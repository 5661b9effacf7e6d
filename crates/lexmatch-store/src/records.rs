//! Decode lawyer and case rows from Arrow RecordBatches.
//!
//! Used for batches returned by `DuckStore::query_arrow()` and by
//! [`read_parquet`](crate::read_parquet). Integer columns may be any of
//! Int32/Int64/UInt32/UInt64; specialization columns may be a string list or
//! a single comma-separated string.

use arrow::array::{
    Array, BooleanArray, Int32Array, Int64Array, LargeListArray, LargeStringArray, ListArray,
    StringArray, UInt32Array, UInt64Array,
};
use arrow::record_batch::RecordBatch;
use lexmatch_core::{CaseRecord, CaseStatus, LawyerRecord};

use crate::StoreError;

/// Build lawyer records from batches with columns `id`, `name`,
/// `experience`, `cases_handled`, `specializations`, `credentials_verified`.
/// Only `id` is required.
pub fn lawyers_from_batches(batches: &[RecordBatch]) -> Result<Vec<LawyerRecord>, StoreError> {
    let mut out = Vec::new();
    for batch in batches {
        for row in 0..batch.num_rows() {
            out.push(lawyer_at(batch, row, "id")?);
        }
    }
    Ok(out)
}

/// Build case records from batches with columns `id`, `case_type`,
/// `urgency`, `status`, `lawyer_id`. Only `id` is required.
pub fn cases_from_batches(batches: &[RecordBatch]) -> Result<Vec<CaseRecord>, StoreError> {
    let mut out = Vec::new();
    for batch in batches {
        for row in 0..batch.num_rows() {
            out.push(case_at(batch, row, "id")?);
        }
    }
    Ok(out)
}

/// Build `(case, lawyer)` pairs from a joined result.
///
/// Expects `case_id` plus the case columns, and `lawyer_id` plus the lawyer
/// columns, as produced by the closed-case join in `DuckStore`.
pub fn assignments_from_batches(
    batches: &[RecordBatch],
) -> Result<Vec<(CaseRecord, LawyerRecord)>, StoreError> {
    let mut out = Vec::new();
    for batch in batches {
        for row in 0..batch.num_rows() {
            let case = case_at(batch, row, "case_id")?;
            let lawyer = lawyer_at(batch, row, "lawyer_id")?;
            out.push((case, lawyer));
        }
    }
    Ok(out)
}

fn lawyer_at(batch: &RecordBatch, row: usize, id_column: &'static str) -> Result<LawyerRecord, StoreError> {
    Ok(LawyerRecord {
        id: required_i64(batch, id_column, row)?,
        name: optional(batch, "name", row, get_string).unwrap_or_default(),
        experience: optional(batch, "experience", row, get_string),
        cases_handled: optional(batch, "cases_handled", row, get_i64)
            .map(|n| u32::try_from(n.max(0)).unwrap_or(u32::MAX)),
        specializations: optional(batch, "specializations", row, get_string_list)
            .unwrap_or_default(),
        credentials_verified: optional(batch, "credentials_verified", row, get_bool),
    })
}

fn case_at(batch: &RecordBatch, row: usize, id_column: &'static str) -> Result<CaseRecord, StoreError> {
    Ok(CaseRecord {
        id: required_i64(batch, id_column, row)?,
        case_type: optional(batch, "case_type", row, get_string),
        urgency: optional(batch, "urgency", row, get_string),
        status: optional(batch, "status", row, get_string)
            .and_then(|s| CaseStatus::parse(&s))
            .unwrap_or_default(),
        lawyer_id: optional(batch, "lawyer_id", row, get_i64),
    })
}

fn required_i64(batch: &RecordBatch, column: &'static str, row: usize) -> Result<i64, StoreError> {
    let col = batch
        .column_by_name(column)
        .ok_or(StoreError::MissingColumn(column))?;
    get_i64(col.as_ref(), row).ok_or(StoreError::NullValue { column, row })
}

fn optional<T>(
    batch: &RecordBatch,
    column: &str,
    row: usize,
    get: fn(&dyn Array, usize) -> Option<T>,
) -> Option<T> {
    batch
        .column_by_name(column)
        .and_then(|col| get(col.as_ref(), row))
}

// ── Arrow extraction helpers ──

/// Extract a string value (handles Utf8 and LargeUtf8).
fn get_string(col: &dyn Array, row: usize) -> Option<String> {
    if col.is_null(row) {
        return None;
    }
    col.as_any()
        .downcast_ref::<StringArray>()
        .map(|arr| arr.value(row).to_string())
        .or_else(|| {
            col.as_any()
                .downcast_ref::<LargeStringArray>()
                .map(|arr| arr.value(row).to_string())
        })
}

fn get_i64(col: &dyn Array, row: usize) -> Option<i64> {
    if col.is_null(row) {
        return None;
    }
    let any = col.as_any();
    if let Some(a) = any.downcast_ref::<Int64Array>() {
        return Some(a.value(row));
    }
    if let Some(a) = any.downcast_ref::<Int32Array>() {
        return Some(i64::from(a.value(row)));
    }
    if let Some(a) = any.downcast_ref::<UInt32Array>() {
        return Some(i64::from(a.value(row)));
    }
    any.downcast_ref::<UInt64Array>()
        .map(|a| i64::try_from(a.value(row)).unwrap_or(i64::MAX))
}

fn get_bool(col: &dyn Array, row: usize) -> Option<bool> {
    if col.is_null(row) {
        return None;
    }
    col.as_any()
        .downcast_ref::<BooleanArray>()
        .map(|a| a.value(row))
}

/// Extract a list of strings from a List, LargeList, or comma-separated
/// string column.
fn get_string_list(col: &dyn Array, row: usize) -> Option<Vec<String>> {
    if col.is_null(row) {
        return None;
    }
    if let Some(list) = col.as_any().downcast_ref::<ListArray>() {
        return Some(strings_from_array(list.value(row).as_ref()));
    }
    if let Some(list) = col.as_any().downcast_ref::<LargeListArray>() {
        return Some(strings_from_array(list.value(row).as_ref()));
    }
    get_string(col, row).map(|s| {
        s.split(',')
            .map(str::trim)
            .filter(|t| !t.is_empty())
            .map(String::from)
            .collect()
    })
}

fn strings_from_array(arr: &dyn Array) -> Vec<String> {
    let mut out = Vec::with_capacity(arr.len());
    if let Some(a) = arr.as_any().downcast_ref::<StringArray>() {
        for i in 0..a.len() {
            if !a.is_null(i) {
                out.push(a.value(i).to_string());
            }
        }
    } else if let Some(a) = arr.as_any().downcast_ref::<LargeStringArray>() {
        for i in 0..a.len() {
            if !a.is_null(i) {
                out.push(a.value(i).to_string());
            }
        }
    }
    out
}

#[cfg(test)]
mod tests {
    use super::*;
    use arrow::array::{ListBuilder, StringBuilder};
    use arrow::datatypes::{DataType, Field, Schema};
    use std::sync::Arc;

    fn lawyer_batch() -> RecordBatch {
        let mut specs = ListBuilder::new(StringBuilder::new());
        specs.values().append_value("Criminal");
        specs.values().append_value("Civil");
        specs.append(true);
        specs.append(false);

        let schema = Schema::new(vec![
            Field::new("id", DataType::Int64, false),
            Field::new("name", DataType::Utf8, true),
            Field::new("experience", DataType::Utf8, true),
            Field::new("cases_handled", DataType::Int32, true),
            Field::new(
                "specializations",
                DataType::List(Arc::new(Field::new("item", DataType::Utf8, true))),
                true,
            ),
            Field::new("credentials_verified", DataType::Boolean, true),
        ]);
        RecordBatch::try_new(
            Arc::new(schema),
            vec![
                Arc::new(Int64Array::from(vec![1, 2])),
                Arc::new(StringArray::from(vec![Some("A. Counsel"), None])),
                Arc::new(StringArray::from(vec![Some("12 years"), None])),
                Arc::new(Int32Array::from(vec![Some(120), None])),
                Arc::new(specs.finish()),
                Arc::new(BooleanArray::from(vec![Some(true), None])),
            ],
        )
        .unwrap()
    }

    #[test]
    fn decodes_lawyers() {
        let lawyers = lawyers_from_batches(&[lawyer_batch()]).unwrap();
        assert_eq!(lawyers.len(), 2);

        let a = &lawyers[0];
        assert_eq!(a.id, 1);
        assert_eq!(a.name, "A. Counsel");
        assert_eq!(a.experience.as_deref(), Some("12 years"));
        assert_eq!(a.cases_handled, Some(120));
        assert_eq!(a.specializations, vec!["Criminal", "Civil"]);
        assert_eq!(a.credentials_verified, Some(true));

        let b = &lawyers[1];
        assert_eq!(b.id, 2);
        assert!(b.name.is_empty());
        assert_eq!(b.experience, None);
        assert_eq!(b.cases_handled, None);
        assert!(b.specializations.is_empty());
        assert_eq!(b.credentials_verified, None);
    }

    #[test]
    fn comma_separated_specializations() {
        let schema = Schema::new(vec![
            Field::new("id", DataType::Int32, false),
            Field::new("specializations", DataType::Utf8, true),
        ]);
        let batch = RecordBatch::try_new(
            Arc::new(schema),
            vec![
                Arc::new(Int32Array::from(vec![7])),
                Arc::new(StringArray::from(vec!["Family, Labor,,"])),
            ],
        )
        .unwrap();
        let lawyers = lawyers_from_batches(&[batch]).unwrap();
        assert_eq!(lawyers[0].id, 7);
        assert_eq!(lawyers[0].specializations, vec!["Family", "Labor"]);
    }

    #[test]
    fn missing_id_column_errors() {
        let schema = Schema::new(vec![Field::new("name", DataType::Utf8, true)]);
        let batch = RecordBatch::try_new(
            Arc::new(schema),
            vec![Arc::new(StringArray::from(vec!["x"]))],
        )
        .unwrap();
        let err = lawyers_from_batches(&[batch]).unwrap_err();
        assert!(matches!(err, StoreError::MissingColumn("id")));
    }

    #[test]
    fn null_id_errors() {
        let schema = Schema::new(vec![Field::new("id", DataType::Int64, true)]);
        let batch = RecordBatch::try_new(
            Arc::new(schema),
            vec![Arc::new(Int64Array::from(vec![Some(1), None]))],
        )
        .unwrap();
        let err = lawyers_from_batches(&[batch]).unwrap_err();
        assert!(matches!(err, StoreError::NullValue { column: "id", row: 1 }));
    }

    #[test]
    fn decodes_cases_with_status() {
        let schema = Schema::new(vec![
            Field::new("id", DataType::Int64, false),
            Field::new("case_type", DataType::Utf8, true),
            Field::new("status", DataType::Utf8, true),
            Field::new("lawyer_id", DataType::Int64, true),
        ]);
        let batch = RecordBatch::try_new(
            Arc::new(schema),
            vec![
                Arc::new(Int64Array::from(vec![10, 11])),
                Arc::new(StringArray::from(vec![Some("Family"), None])),
                Arc::new(StringArray::from(vec![Some("closed"), Some("weird")])),
                Arc::new(Int64Array::from(vec![Some(3), None])),
            ],
        )
        .unwrap();
        let cases = cases_from_batches(&[batch]).unwrap();
        assert_eq!(cases[0].status, CaseStatus::Completed);
        assert_eq!(cases[0].lawyer_id, Some(3));
        assert_eq!(cases[1].status, CaseStatus::Pending);
        assert_eq!(cases[1].case_type, None);
    }

    #[test]
    fn decodes_joined_assignments() {
        let schema = Schema::new(vec![
            Field::new("case_id", DataType::Int64, false),
            Field::new("case_type", DataType::Utf8, true),
            Field::new("urgency", DataType::Utf8, true),
            Field::new("status", DataType::Utf8, true),
            Field::new("lawyer_id", DataType::Int64, false),
            Field::new("experience", DataType::Utf8, true),
        ]);
        let batch = RecordBatch::try_new(
            Arc::new(schema),
            vec![
                Arc::new(Int64Array::from(vec![10])),
                Arc::new(StringArray::from(vec!["CRIMINAL"])),
                Arc::new(StringArray::from(vec!["HIGH"])),
                Arc::new(StringArray::from(vec!["COMPLETED"])),
                Arc::new(Int64Array::from(vec![4])),
                Arc::new(StringArray::from(vec!["9 years"])),
            ],
        )
        .unwrap();
        let pairs = assignments_from_batches(&[batch]).unwrap();
        assert_eq!(pairs.len(), 1);
        let (case, lawyer) = &pairs[0];
        assert_eq!(case.id, 10);
        assert_eq!(case.lawyer_id, Some(4));
        assert_eq!(lawyer.id, 4);
        assert_eq!(lawyer.experience.as_deref(), Some("9 years"));
    }
}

+---+

[About this exercise]: Find the word "ListBuilder" in the entries, and copy every line it shows up in.

[Answer to the exercise]:
    use arrow::array::{ListBuilder, StringBuilder};
        let mut specs = ListBuilder::new(StringBuilder::new());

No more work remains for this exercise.